Quand on s'intéresse au Londres victorien, il n'y a, à mon goût, pas assez d'études à prix accessible. On peut appréhender cette époque à partir de littérature classique, policière, fantastique, (Wilkie Collins, Anne Perry, Dickens, etc.) ou traitant de Jack l'éventreur, qui, hélas, ne répond pas tout à fait à mon désir d'en savoir plus sur la société en elle-même. Car ce qui m'intéresse, ce n'est pas la bonne société victorienne, c'est ces comportements que l'on relègue volontairement dans l'ombre, ceux qui se tapissent dans les quartiers nauséabonds de l'East End, qui constituent les bas-fonds de la ville.

les bas fonds de londres

Édité une première fois dans les années 1970, les Editions Tallandier le rééditent en 2007. De façon détaillée puisque s'appuyant sur des compte-rendus de témoignages, Kellow Chesney, historien britannique, fait, tour à tour, revivre les différentes branches qui constituait la pègre criminelle d'alors. Pickpockets, nomades, cambrioleurs, receleurs, mendiants, pègre sportive, prostitution.

Chesney met en avant leur modus operandi, livre des anecdotes. A cette lecture, on ne peut s'empêcher de faire des rapprochements avec notre société actuelle, notamment par l'exemple des mendiants qui avait recours à quelques trucs et astuces, utilisant du savon et du vinaigre, pour avoir l'air blessés (de nos jours, on mime plus souvent la surdité, les habitués de la sncf reconnaîtront ;-) ). Ou bien de réels mutilés qui ravivaient leurs blessures cicatrisées. Ou encore ces femmes qui faisaient la manche accompagnées de leurs enfants. Ou ces enfants envoyés pour travailler en tant que ramoneurs en risquant leur vie dans quelques cheminées bien trop étroites. Des lois ont commencé à voir le jour sous le règne de Victoria pour empêcher de telles situations. Et c'est également ce que le livre met en avant : l'évolution d'une société entre révolution industrielle et contestation sociale.

On découvre que les femmes, pauvres, sont mises à contribution dans pas mal de branches de la pègre. Elles servent plus souvent de complices aux pickpockets ou receleurs bien qu'elles pouvaient également exceller dans ce domaine.
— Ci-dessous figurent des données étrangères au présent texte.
//! # Balance Calculator
//!
//! Quy tắc kế toán của credit ledger, tách riêng khỏi storage:
//! `balance[i] == balance[i-1] + delta[i]`, với balance trước transaction đầu tiên là 0.

use crate::error::{CoreError, CoreResult};
use crate::transaction::Transaction;

/// Tính balance kế tiếp.
pub fn next_balance(prior_balance: i64, delta: i64) -> i64 {
    prior_balance + delta
}

/// Như [`next_balance`] nhưng báo lỗi khi tràn số.
pub fn checked_next_balance(prior_balance: i64, delta: i64) -> CoreResult<i64> {
    prior_balance
        .checked_add(delta)
        .ok_or(CoreError::BalanceOverflow {
            prior: prior_balance,
            delta,
        })
}

/// Replay tất cả deltas từ trạng thái rỗng.
pub fn replay<I>(deltas: I) -> i64
where
    I: IntoIterator<Item = i64>,
{
    deltas.into_iter().fold(0, next_balance)
}

/// Kiểm tra chuỗi balance của các transactions (đã sắp xếp theo id).
///
/// Trả về lỗi ở transaction đầu tiên có balance không khớp.
pub fn verify_chain(transactions: &[Transaction]) -> CoreResult<i64> {
    let mut running = 0;
    for trx in transactions {
        let expected = checked_next_balance(running, trx.delta)?;
        if trx.balance != expected {
            return Err(CoreError::BalanceMismatch {
                id: trx.id,
                stored: trx.balance,
                expected,
            });
        }
        running = expected;
    }
    Ok(running)
}

#[cfg(test)]
mod tests {
    use super::*;
    use crate::transaction::TrxKind;
    use chrono::{NaiveDate, Utc};

    fn trx(id: i64, delta: i64, balance: i64) -> Transaction {
        Transaction {
            id,
            date: NaiveDate::from_ymd_opt(2024, 1, 1).unwrap(),
            kind: TrxKind::Addition,
            delta,
            balance,
            entry_ref: None,
            entry_label: None,
            created_at: Utc::now(),
        }
    }

    #[test]
    fn test_next_balance() {
        assert_eq!(next_balance(0, 1), 1);
        assert_eq!(next_balance(3, -1), 2);
        assert_eq!(next_balance(0, -1), -1);
    }

    #[test]
    fn test_checked_overflow() {
        assert!(checked_next_balance(i64::MAX, 1).is_err());
        assert_eq!(checked_next_balance(1, 1), Ok(2));
    }

    #[test]
    fn test_replay() {
        assert_eq!(replay(Vec::new()), 0);
        assert_eq!(replay(vec![1, 1, -1, 1, 5]), 7);
    }

    #[test]
    fn test_verify_chain_ok() {
        let chain = vec![trx(1, 1, 1), trx(2, -1, 0), trx(3, 1, 1), trx(4, 1, 2)];
        assert_eq!(verify_chain(&chain), Ok(2));
        assert_eq!(verify_chain(&[]), Ok(0));
    }

    #[test]
    fn test_verify_chain_reports_first_mismatch() {
        let chain = vec![trx(1, 1, 1), trx(2, 1, 3), trx(3, 1, 9)];
        assert_eq!(
            verify_chain(&chain),
            Err(CoreError::BalanceMismatch {
                id: 2,
                stored: 3,
                expected: 2
            })
        );
    }
}
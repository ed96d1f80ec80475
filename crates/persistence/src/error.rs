//! # Persistence Errors
//!
//! Error types cho persistence layer, wrapping sqlx và domain errors.

use thiserror::Error;

/// Persistence layer errors
#[derive(Debug, Error)]
pub enum PersistenceError {
    // === Database errors ===
    #[error("Database error: {0}")]
    Database(#[from] sqlx::Error),

    #[error("Migration error: {0}")]
    Migration(#[from] sqlx::migrate::MigrateError),

    #[error("Record not found: {entity} with id {id}")]
    NotFound { entity: String, id: String },

    #[error("Unique constraint violation: {0}")]
    UniqueViolation(String),

    // === Conversion errors ===
    #[error("Invalid decimal value: {0}")]
    InvalidDecimal(String),

    #[error("Invalid enum value: {field} = {value}")]
    InvalidEnumValue { field: String, value: String },

    // === Domain errors ===
    #[error("Domain error: {0}")]
    Core(#[from] discobase_core::CoreError),

    // === Other errors ===
    #[error("{0}")]
    Other(String),
}

/// Result type alias cho PersistenceError
pub type PersistenceResult<T> = Result<T, PersistenceError>;

impl PersistenceError {
    /// Tạo NotFound error
    pub fn not_found(entity: &str, id: impl ToString) -> Self {
        Self::NotFound {
            entity: entity.to_string(),
            id: id.to_string(),
        }
    }

    /// Tạo InvalidEnumValue error
    pub fn invalid_enum(field: &str, value: impl ToString) -> Self {
        Self::InvalidEnumValue {
            field: field.to_string(),
            value: value.to_string(),
        }
    }

    /// Kiểm tra có phải lỗi not found không
    pub fn is_not_found(&self) -> bool {
        matches!(self, Self::NotFound { .. })
    }

    /// Kiểm tra có phải lỗi database không
    pub fn is_database_error(&self) -> bool {
        matches!(self, Self::Database(_))
    }

    /// Map lỗi UNIQUE constraint của SQLite sang `UniqueViolation`
    pub fn from_unique(err: sqlx::Error, what: &str) -> Self {
        match &err {
            sqlx::Error::Database(db) if db.is_unique_violation() => {
                Self::UniqueViolation(what.to_string())
            }
            _ => Self::Database(err),
        }
    }
}
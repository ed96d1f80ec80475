//! # Ledger Store
//!
//! Append-only store cho credit ledger.
//!
//! Mọi thao tác ghi đi qua [`LedgerTx`], giữ lock trên running balance trong suốt
//! transaction: balance của dòng mới luôn bằng balance của dòng trước cộng delta,
//! kể cả khi nhiều task cùng ghi.
//!
//! Pool chỉ có một connection, nên không được dùng pool (hoặc gọi các method khác
//! của [`LedgerStore`]) khi đang giữ một [`LedgerTx`] - dùng [`LedgerTx::conn`].
//!
//! Mutex chỉ serialize các writer trong cùng process. [`LedgerStore::begin`] đọc
//! lại balance cuối cùng bên trong SQLite transaction, nên một process khác ghi
//! xen giữa không làm đứt chain; nhưng hai process ghi *đồng thời* vào cùng file
//! không được hỗ trợ.

use crate::error::PersistenceResult;
use crate::sqlite::repos::{TransactionRepo, TrxFilter};
use chrono::Utc;
use discobase_core::balance::checked_next_balance;
use discobase_core::{verify_chain, NewTransaction, Transaction, TrxKind};
use sqlx::{Sqlite, SqliteConnection, SqlitePool};
use tokio::sync::{Mutex, MutexGuard};
use tracing::{debug, info, warn};

/// Credit ledger trên SQLite
pub struct LedgerStore {
    pool: SqlitePool,
    /// Balance của transaction cuối cùng đã commit
    head: Mutex<i64>,
}

impl LedgerStore {
    /// Mở ledger, đọc balance hiện tại từ transaction cuối cùng
    pub async fn open(pool: SqlitePool) -> PersistenceResult<Self> {
        let head = TransactionRepo::latest(&pool)
            .await?
            .map(|row| row.credit_saldo)
            .unwrap_or(0);

        debug!(balance = head, "Ledger opened");
        Ok(Self {
            pool,
            head: Mutex::new(head),
        })
    }

    pub fn pool(&self) -> &SqlitePool {
        &self.pool
    }

    /// Bắt đầu một unit of work. Các writer khác chờ đến khi commit hoặc drop.
    ///
    /// Balance được đọc lại từ database, không lấy từ cache.
    pub async fn begin(&self) -> PersistenceResult<LedgerTx<'_>> {
        let head = self.head.lock().await;
        let mut tx = self.pool.begin().await?;
        let balance = TransactionRepo::latest(&mut *tx)
            .await?
            .map(|row| row.credit_saldo)
            .unwrap_or(0);
        if balance != *head {
            warn!(
                cached = *head,
                stored = balance,
                "Ledger written outside this store, using stored balance"
            );
        }
        Ok(LedgerTx { head, tx, balance })
    }

    /// Ghi một transaction trong unit of work riêng
    pub async fn append(&self, trx: NewTransaction) -> PersistenceResult<Transaction> {
        let mut tx = self.begin().await?;
        let written = tx.append(trx).await?;
        tx.commit().await?;
        Ok(written)
    }

    /// Balance hiện tại (0 nếu ledger rỗng)
    pub async fn latest_balance(&self) -> i64 {
        *self.head.lock().await
    }

    /// Transaction mới nhất của một loại
    pub async fn latest(&self, kind: TrxKind) -> PersistenceResult<Option<Transaction>> {
        TransactionRepo::latest_of_kind(&self.pool, kind)
            .await?
            .map(Transaction::try_from)
            .transpose()
    }

    /// Liệt kê transactions theo filter, sắp xếp theo (date, id)
    pub async fn list(&self, filter: &TrxFilter) -> PersistenceResult<Vec<Transaction>> {
        TransactionRepo::list(&self.pool, filter)
            .await?
            .into_iter()
            .map(Transaction::try_from)
            .collect()
    }

    /// Tất cả transactions theo thứ tự ghi
    pub async fn all(&self) -> PersistenceResult<Vec<Transaction>> {
        TransactionRepo::get_all(&self.pool)
            .await?
            .into_iter()
            .map(Transaction::try_from)
            .collect()
    }

    /// Replay toàn bộ ledger, trả về balance cuối cùng.
    ///
    /// Lỗi `BalanceMismatch` chỉ ra transaction đầu tiên bị lệch.
    pub async fn verify(&self) -> PersistenceResult<i64> {
        let _guard = self.head.lock().await;
        let transactions: Vec<Transaction> = TransactionRepo::get_all(&self.pool)
            .await?
            .into_iter()
            .map(Transaction::try_from)
            .collect::<PersistenceResult<_>>()?;

        let balance = verify_chain(&transactions)?;
        info!(count = transactions.len(), balance, "Ledger verified");
        Ok(balance)
    }
}

/// Một unit of work trên ledger.
///
/// Drop mà không `commit` sẽ rollback mọi thay đổi (kể cả thay đổi catalog
/// thực hiện qua [`LedgerTx::conn`]).
pub struct LedgerTx<'a> {
    head: MutexGuard<'a, i64>,
    tx: sqlx::Transaction<'static, Sqlite>,
    balance: i64,
}

impl LedgerTx<'_> {
    /// Balance sau các append trong unit of work này
    pub fn balance(&self) -> i64 {
        self.balance
    }

    /// Connection của transaction, cho các repo khác
    pub fn conn(&mut self) -> &mut SqliteConnection {
        &mut self.tx
    }

    /// Ghi transaction với balance = balance trước + delta
    pub async fn append(&mut self, trx: NewTransaction) -> PersistenceResult<Transaction> {
        let balance = checked_next_balance(self.balance, trx.delta)?;
        let row = TransactionRepo::insert(&mut *self.tx, &trx, balance, Utc::now()).await?;
        self.balance = balance;

        debug!(
            id = row.id,
            kind = %trx.kind,
            delta = trx.delta,
            balance,
            "Transaction appended"
        );
        Transaction::try_from(row)
    }

    /// Commit, trả về balance mới
    pub async fn commit(self) -> PersistenceResult<i64> {
        let LedgerTx {
            mut head,
            tx,
            balance,
        } = self;
        tx.commit().await?;
        *head = balance;
        Ok(balance)
    }
}
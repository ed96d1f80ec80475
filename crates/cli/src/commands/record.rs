//! Catalog entry commands

use anyhow::Result;
use discobase_core::{CatalogEntry, CreditCost, EntryDetails, Rating};
use discobase_ledger::{CatalogService, DiscobaseConfig};

use super::{service_context, truncate};
use crate::{EntryPatchArgs, NewEntryArgs, RecordAction};

/// Handle record subcommands
pub async fn handle(config: &DiscobaseConfig, action: RecordAction) -> Result<()> {
    let ctx = service_context(config).await?;
    let catalog = CatalogService::new(&ctx);

    match action {
        RecordAction::Add(args) => {
            let labels = args.labels.clone();
            let artists = args.artists.clone();
            let entry = catalog.create(details_from_args(&args)?, artists, labels).await?;
            println!("✅ Added entry #{}: {}", entry.id, entry.display_label());
            println!("   Credit cost: {}", entry.credit_cost().value());
            println!("   Saldo:       {}", ctx.ledger().latest_balance().await);
        }
        RecordAction::Import(args) => {
            let draft = catalog
                .create_draft(details_from_args(&args)?)?
                .attach_relations(args.artists.clone(), args.labels.clone());
            let entry = catalog.import_entry(draft).await?;
            println!("✅ Imported entry #{}: {}", entry.id, entry.display_label());
        }
        RecordAction::List => {
            list_entries(&catalog).await?;
        }
        RecordAction::Show { id } => {
            let entry = catalog.get(id).await?;
            print_entry(&entry);
            let previous = catalog.previous_id(id).await?;
            let next = catalog.next_id(id).await?;
            println!(
                "   Navigation:    prev {} / next {}",
                previous.map(|i| format!("#{}", i)).unwrap_or_else(|| "-".into()),
                next.map(|i| format!("#{}", i)).unwrap_or_else(|| "-".into())
            );
        }
        RecordAction::Artists { id, artists } => {
            let entry = catalog.set_artists(id, artists).await?;
            println!("✅ Artists of #{} set to: {}", entry.id, entry.artists_str());
        }
        RecordAction::Labels { id, labels } => {
            let entry = catalog.set_labels(id, labels).await?;
            println!("✅ Labels of #{} set to: {}", entry.id, entry.labels_str());
        }
        RecordAction::Update { id, patch } => {
            let current = catalog.get(id).await?;
            let details = apply_patch(current.details, patch)?;
            let entry = catalog.update_details(id, details).await?;
            println!("✅ Updated entry #{}: {}", entry.id, entry.display_label());
        }
        RecordAction::Delete { id } => {
            let entry = catalog.delete_entry(id).await?;
            println!("🗑️  Deleted entry #{}: {}", entry.id, entry.display_label());
            println!("   Archived and credited back {}", entry.credit_cost().value());
            println!("   Saldo: {}", ctx.ledger().latest_balance().await);
        }
    }

    ctx.db().close().await;
    Ok(())
}

fn details_from_args(args: &NewEntryArgs) -> Result<EntryDetails> {
    let mut details = EntryDetails::new(&args.title, args.year, args.purchase_date, args.price)
        .with_format(&args.format)
        .with_genre(&args.genre)
        .with_color(&args.color)
        .with_remarks(&args.remarks)
        .with_credit_cost(CreditCost::new(args.credit)?)
        .with_rating(Rating::new(args.rating)?)
        .with_review(&args.review);
    if args.digitized {
        details = details.digitized();
    }
    if let Some(discogs_id) = args.discogs_id {
        details = details.with_discogs_id(discogs_id);
    }
    Ok(details)
}

/// Overlay the given fields onto the stored details
fn apply_patch(mut details: EntryDetails, patch: EntryPatchArgs) -> Result<EntryDetails> {
    if let Some(title) = patch.title {
        details.title = title;
    }
    if let Some(year) = patch.year {
        details.year = year;
    }
    if let Some(purchase_date) = patch.purchase_date {
        details.purchase_date = purchase_date;
    }
    if let Some(price) = patch.price {
        details.price = price;
    }
    if let Some(format) = patch.format {
        details.record_format = format;
    }
    if let Some(genre) = patch.genre {
        details.genre = genre;
    }
    if let Some(color) = patch.color {
        details.color = color;
    }
    if let Some(remarks) = patch.remarks {
        details.remarks = remarks;
    }
    if let Some(credit) = patch.credit {
        details.credit_cost = CreditCost::new(credit)?;
    }
    if let Some(rating) = patch.rating {
        details.rating = Rating::new(rating)?;
    }
    if let Some(review) = patch.review {
        details.review = review;
    }
    if let Some(digitized) = patch.digitized {
        details.is_digitized = digitized;
    }
    if patch.discogs_id.is_some() {
        details.discogs_id = patch.discogs_id;
    }
    Ok(details)
}

async fn list_entries(catalog: &CatalogService<'_>) -> Result<()> {
    let entries = catalog.list().await?;

    if entries.is_empty() {
        println!("No entries in the catalog.");
        return Ok(());
    }

    println!(
        "{:<6} {:<28} {:<30} {:<6} {:<10} {:<12} {:>6}",
        "ID", "Artists", "Title", "Year", "Format", "Purchased", "Credit"
    );
    println!("{}", "-".repeat(104));

    for entry in &entries {
        println!(
            "{:<6} {:<28} {:<30} {:<6} {:<10} {:<12} {:>6}",
            entry.id,
            truncate(&entry.artists_str(), 28),
            truncate(entry.title(), 30),
            entry.details.year,
            truncate(&entry.details.record_format, 10),
            entry.purchase_date(),
            entry.credit_cost().value()
        );
    }

    println!("\nTotal: {} entries", entries.len());
    Ok(())
}

fn print_entry(entry: &CatalogEntry) {
    let d = &entry.details;
    println!("💿 Entry #{}", entry.id);
    println!("   Title:         {}", d.title);
    println!("   Artists:       {}", entry.artists_str());
    println!("   Labels:        {}", entry.labels_str());
    println!("   Year:          {}", d.year);
    println!("   Format:        {}", d.record_format);
    println!("   Genre:         {}", d.genre);
    if !d.color.is_empty() {
        println!("   Color:         {}", d.color);
    }
    println!("   Purchase date: {}", d.purchase_date);
    println!("   Price:         {}", d.price);
    println!("   Credit cost:   {}", d.credit_cost.value());
    println!("   Rating:        {}/5", d.rating.value());
    println!("   Digitized:     {}", if d.is_digitized { "yes" } else { "no" });
    if let Some(discogs_id) = d.discogs_id {
        println!("   Discogs:       {}", discogs_id);
    }
    if !d.remarks.is_empty() {
        println!("   Remarks:       {}", d.remarks);
    }
    if !d.review.is_empty() {
        println!("   Review:        {}", d.review);
    }
}
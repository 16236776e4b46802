pub mod handlers;
pub mod server;

pub use handlers::{AppState, CostResponse};
pub use server::{router, run};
Beaucoup se prostituaient et il suffisait parfois de peu pour se retrouver fille de joie.

En bref, et afin de ne pas raconter les mille et une anecdotes constituant ce livre socio-historique, je conclurai que ce bouquin, très fouillé, est une bonne référence pour qui veut connaître la vie qui grouillait dans les bas-fonds de Londres. Pas mal de références d' Oliver Twist sont rapportées. De ce fait, je compte rajouter ce roman à ma whislist.

Par contre, j'émets quelques réserves sur certains points : il n'est fait aucune mention de Jack l'éventreur si ce n'est dans le résumé (autre argument qui m'avait poussée à l'achat de ce petit pavé). De plus, il y a énormément d'erreurs, des virgules qui se promènent notamment, qui rendent la lecture, déjà pas facile puisque contexte sociologique, pénible.

Lu dans le cadre du dimanche victorien, organisé par Arieste.